With the open-source Mugshot project, Red Hat is in the process of
creating of social network centred around the interests of geeks. These
would be the sort of people who would also visit Linux forums to get
help with the latest issue they have with getting their wireless
network to run with the Fedora Core 5 Linux distribution. Except
Mugshot is not concerned with their technological interests. Instead,
it wants them to share their interests in music, cool web links and,
soon, TV shows.
Red Hat denies a couple of the assertions made in the last paragraph.
Firstly, the company claims Mugshot is aimed at mainstream users not
tech heads. Secondly, it claims not to be a social network like, say,
MySpace. The short answer to both of those two claims is we beg to
differ.
Red Hat is not exactly what you would call a mainstream consumer
household name. If someone knows who the company is and what it sells
then the chances are that they have something to do with information
technology, whether at work or play. Secondly, if inviting people to
gather together online in order to share similar interests isn't social
networking then what is?
In fact, Red Hat wants to play down any comparisons or suggestions of
competition with MySpace and one can hardly blame the company for that.

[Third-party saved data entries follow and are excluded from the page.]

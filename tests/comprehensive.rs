// Copyright 2024 Karpeles Lab Inc.
// Comprehensive tests for sz streams

use std::io::{self, Read, Write as _};

use sz::{decode, encode, Error, Reader, Writer, BLOCK_SIZE, MAGIC_CHUNK};

fn compress(data: &[u8]) -> Vec<u8> {
    let mut writer = Writer::new(Vec::new()).expect("create writer");
    writer.write_all(data).expect("write failed");
    writer.close().expect("close failed")
}

fn decompress(stream: &[u8]) -> io::Result<Vec<u8>> {
    let mut reader = Reader::new(stream)?;
    let mut out = Vec::new();
    reader.read_to_end(&mut out)?;
    Ok(out)
}

fn random_bytes(seed: u32, len: usize) -> Vec<u8> {
    let mut x = seed;
    (0..len)
        .map(|_| {
            x ^= x << 13;
            x ^= x >> 17;
            x ^= x << 5;
            x as u8
        })
        .collect()
}

/// (type, offset of payload, payload length) for every chunk after the signature
fn chunks(stream: &[u8]) -> Vec<(u8, usize, usize)> {
    let mut out = Vec::new();
    let mut s = MAGIC_CHUNK.len();
    while s < stream.len() {
        let len = u32::from_le_bytes([stream[s + 1], stream[s + 2], stream[s + 3], 0]) as usize;
        out.push((stream[s], s + 4, len));
        s += 4 + len;
    }
    out
}

fn sz_error(err: &io::Error) -> Error {
    Error::from_io(err).cloned().expect("not an sz error")
}

#[test]
fn test_round_trip_cases() {
    let test_cases = vec![
        ("empty", Vec::new()),
        ("single_byte", vec![b'x']),
        ("small_text", b"Hello, World!".to_vec()),
        ("repeated", vec![b'a'; 1000]),
        ("pattern", (0..1000).map(|i| (i % 256) as u8).collect()),
        (
            "lorem",
            b"Lorem ipsum dolor sit amet, consectetur adipiscing elit. ".repeat(100),
        ),
        ("multi_block", b"0123456789abcdef".repeat(BLOCK_SIZE / 4)),
    ];

    for (name, data) in test_cases {
        let compressed = encode(&data).unwrap();
        let decompressed =
            decode(&compressed).unwrap_or_else(|_| panic!("{}: block decode failed", name));
        assert_eq!(data, decompressed, "{}: block round-trip failed", name);

        let stream = compress(&data);
        let decompressed = decompress(&stream).unwrap();
        assert_eq!(data, decompressed, "{}: stream round-trip failed", name);
    }
}

#[test]
fn test_empty_stream_is_signature_only() {
    let stream = compress(&[]);
    assert_eq!(stream, MAGIC_CHUNK.to_vec());
    assert_eq!(decompress(&stream).unwrap(), b"");
}

#[test]
fn test_write_splits_do_not_matter() {
    let data = b"Second chunk with more information. ".repeat(5000);
    let whole = compress(&data);

    for piece in [1usize, 7, 4096, BLOCK_SIZE - 1, BLOCK_SIZE + 3] {
        let mut writer = Writer::new(Vec::new()).unwrap();
        for part in data.chunks(piece) {
            writer.write_all(part).unwrap();
        }
        let stream = writer.close().unwrap();
        assert_eq!(stream, whole, "piece size {}", piece);
    }
}

#[test]
fn test_explicit_flushes_still_round_trip() {
    let parts: Vec<Vec<u8>> = vec![
        b"First chunk of data. ".to_vec(),
        b"Second chunk with more information. ".repeat(10),
        vec![b'x'; 1000],
        (0..500).map(|i| (i % 256) as u8).collect(),
    ];

    let mut writer = Writer::new(Vec::new()).unwrap();
    for part in &parts {
        writer.write_all(part).unwrap();
        writer.flush().unwrap();
    }
    let stream = writer.close().unwrap();

    assert_eq!(chunks(&stream).len(), parts.len());
    assert_eq!(decompress(&stream).unwrap(), parts.concat());
}

#[test]
fn test_random_blocks_stored_uncompressed() {
    let data = random_bytes(0x9e3779b9, BLOCK_SIZE * 2 + 500);
    let stream = compress(&data);

    let found = chunks(&stream);
    assert_eq!(found.len(), 3);
    for (chunk_type, _, len) in &found {
        assert_eq!(*chunk_type, 0x01);
        assert!(*len <= BLOCK_SIZE + 4);
    }
    assert_eq!(decompress(&stream).unwrap(), data);
}

#[test]
fn test_compressible_blocks_stored_compressed() {
    let data = b"abcdefgh".repeat(BLOCK_SIZE / 4);
    let stream = compress(&data);

    let found = chunks(&stream);
    assert_eq!(found.len(), 2);
    assert!(found.iter().all(|(t, _, len)| *t == 0x00 && *len < 4096));
}

#[test]
fn test_bit_flip_never_yields_wrong_bytes() {
    let data = b"The quick brown fox jumps over the lazy dog. ".repeat(50);
    let stream = compress(&data);
    let (chunk_type, payload, len) = chunks(&stream)[0];
    assert_eq!(chunk_type, 0x00);

    for byte in payload + 4..payload + len {
        for bit in 0..8 {
            let mut corrupt = stream.clone();
            corrupt[byte] ^= 1 << bit;
            if let Ok(out) = decompress(&corrupt) {
                assert_eq!(out, data, "byte {} bit {} decoded to wrong bytes", byte, bit);
            }
        }
    }
}

#[test]
fn test_bit_flip_in_literal_is_checksum_error() {
    let data = b"The quick brown fox jumps over the lazy dog. ".repeat(50);
    let stream = compress(&data);
    let (_, payload, _) = chunks(&stream)[0];

    // Skip the checksum and the block's varint length to reach the first tag.
    let mut tag = payload + 4;
    while stream[tag] & 0x80 != 0 {
        tag += 1;
    }
    tag += 1;
    assert_eq!(stream[tag] & 0x03, 0x00, "block should open with a literal");
    let literal_len = (stream[tag] >> 2) as usize + 1;

    for byte in tag + 1..tag + 1 + literal_len {
        for bit in 0..8 {
            let mut corrupt = stream.clone();
            corrupt[byte] ^= 1 << bit;
            let err = decompress(&corrupt).unwrap_err();
            assert!(
                matches!(sz_error(&err), Error::ChecksumMismatch { .. }),
                "byte {} bit {}",
                byte,
                bit
            );
        }
    }
}

#[test]
fn test_bit_flip_in_raw_chunk_is_checksum_error() {
    let data = random_bytes(7, 300);
    let stream = compress(&data);
    let (chunk_type, payload, len) = chunks(&stream)[0];
    assert_eq!(chunk_type, 0x01);

    for byte in payload + 4..payload + len {
        let mut corrupt = stream.clone();
        corrupt[byte] ^= 0x10;
        let err = decompress(&corrupt).unwrap_err();
        assert!(matches!(sz_error(&err), Error::ChecksumMismatch { .. }));
    }
}

#[test]
fn test_truncation_is_unexpected_eof() {
    let stream = compress(&b"some data worth compressing ".repeat(50));

    for cut in MAGIC_CHUNK.len() + 1..stream.len() {
        let err = decompress(&stream[..cut]).unwrap_err();
        assert_eq!(err.kind(), io::ErrorKind::UnexpectedEof, "cut at {}", cut);
    }

    for cut in 0..MAGIC_CHUNK.len() {
        let err = Reader::new(&stream[..cut]).err().unwrap();
        assert_eq!(sz_error(&err), Error::UnexpectedEof);
    }
}

#[test]
fn test_wrong_signature() {
    let mut stream = compress(b"payload");
    stream[4] = b'S';
    let err = Reader::new(&stream[..]).err().unwrap();
    assert_eq!(sz_error(&err), Error::FramingCorrupt);
}

#[test]
fn test_strict_reader_accepts_own_output() {
    let data = random_bytes(1234, BLOCK_SIZE * 3);
    let stream = compress(&data);

    let mut reader = Reader::new_strict(&stream[..]).unwrap();
    let mut out = Vec::new();
    reader.read_to_end(&mut out).unwrap();
    assert_eq!(out, data);
}

#[test]
fn test_strict_reader_rejects_before_payload() {
    // A source that errors if anything past the chunk header is requested.
    struct Guarded<'a> {
        data: &'a [u8],
        limit: usize,
    }
    impl Read for Guarded<'_> {
        fn read(&mut self, buf: &mut [u8]) -> io::Result<usize> {
            if self.data.is_empty() {
                return Ok(0);
            }
            if self.limit == 0 {
                panic!("payload was requested");
            }
            let n = buf.len().min(self.data.len()).min(self.limit);
            buf[..n].copy_from_slice(&self.data[..n]);
            self.data = &self.data[n..];
            self.limit -= n;
            Ok(n)
        }
    }

    let mut stream = MAGIC_CHUNK.to_vec();
    stream.extend_from_slice(&[0x00, 0xff, 0xff, 0xff]);
    stream.extend(vec![0u8; 64]);

    let mut reader = Reader::new_strict(Guarded {
        data: &stream,
        limit: MAGIC_CHUNK.len() + 4,
    })
    .unwrap();
    let err = reader.read(&mut [0u8; 8]).unwrap_err();
    assert!(matches!(
        sz_error(&err),
        Error::StrictMemLimitExceeded { len: 0xffffff, .. }
    ));
}

#[test]
fn test_reader_stops_after_error() {
    let mut stream = compress(b"first block");
    let mut second = Writer::new(Vec::new()).unwrap();
    second.write_all(b"second block").unwrap();
    let second = second.close().unwrap();
    let mut body = second[MAGIC_CHUNK.len()..].to_vec();
    let last = body.len() - 1;
    body[last] ^= 0xff;
    stream.extend_from_slice(&body);
    stream.extend_from_slice(&compress(b"third")[MAGIC_CHUNK.len()..]);

    let mut reader = Reader::new(&stream[..]).unwrap();
    let mut out = Vec::new();
    assert!(reader.read_to_end(&mut out).is_err());
    assert_eq!(out, b"first block");

    let mut buf = [0u8; 32];
    assert!(reader.read(&mut buf).is_err());
    assert!(reader.read(&mut buf).is_err());
}

#[test]
fn test_concatenated_streams() {
    let mut stream = compress(b"one ");
    stream.extend_from_slice(&compress(b"two"));
    assert_eq!(decompress(&stream).unwrap(), b"one two");
}

#[test]
fn test_stream_incremental_read() {
    let data = b"Test data for incremental reading. ".repeat(3000);
    let stream = compress(&data);

    let mut reader = Reader::new(&stream[..]).unwrap();
    let mut decompressed = Vec::new();
    let mut buffer = [0u8; 61];

    loop {
        match reader.read(&mut buffer) {
            Ok(0) => break,
            Ok(n) => decompressed.extend_from_slice(&buffer[..n]),
            Err(e) => panic!("incremental read failed: {}", e),
        }
    }

    assert_eq!(data, decompressed);
}

#[test]
fn test_sink_errors_propagate() {
    struct Broken;
    impl io::Write for Broken {
        fn write(&mut self, _: &[u8]) -> io::Result<usize> {
            Err(io::Error::new(io::ErrorKind::BrokenPipe, "closed"))
        }
        fn flush(&mut self) -> io::Result<()> {
            Ok(())
        }
    }

    let err = Writer::new(Broken).err().unwrap();
    assert_eq!(err.kind(), io::ErrorKind::BrokenPipe);
}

MySpace is at the pinnacle of online social networks, with 80 million
members and mainstream appeal. Mugshot is an embryonic open source work
in progress that is far from complete and is as yet available to only a
select group of invited members.
One thing about Mugshot, however, is that because it is an open source
project, it is likely gather new features and a tech head following
from the development community very quickly. In short, it will be a
site frequented by geeks, developed by geeks and appealing to geeks.
But hey, there's millions of geeks in the world, so why shouldn't they
have their own social networking site?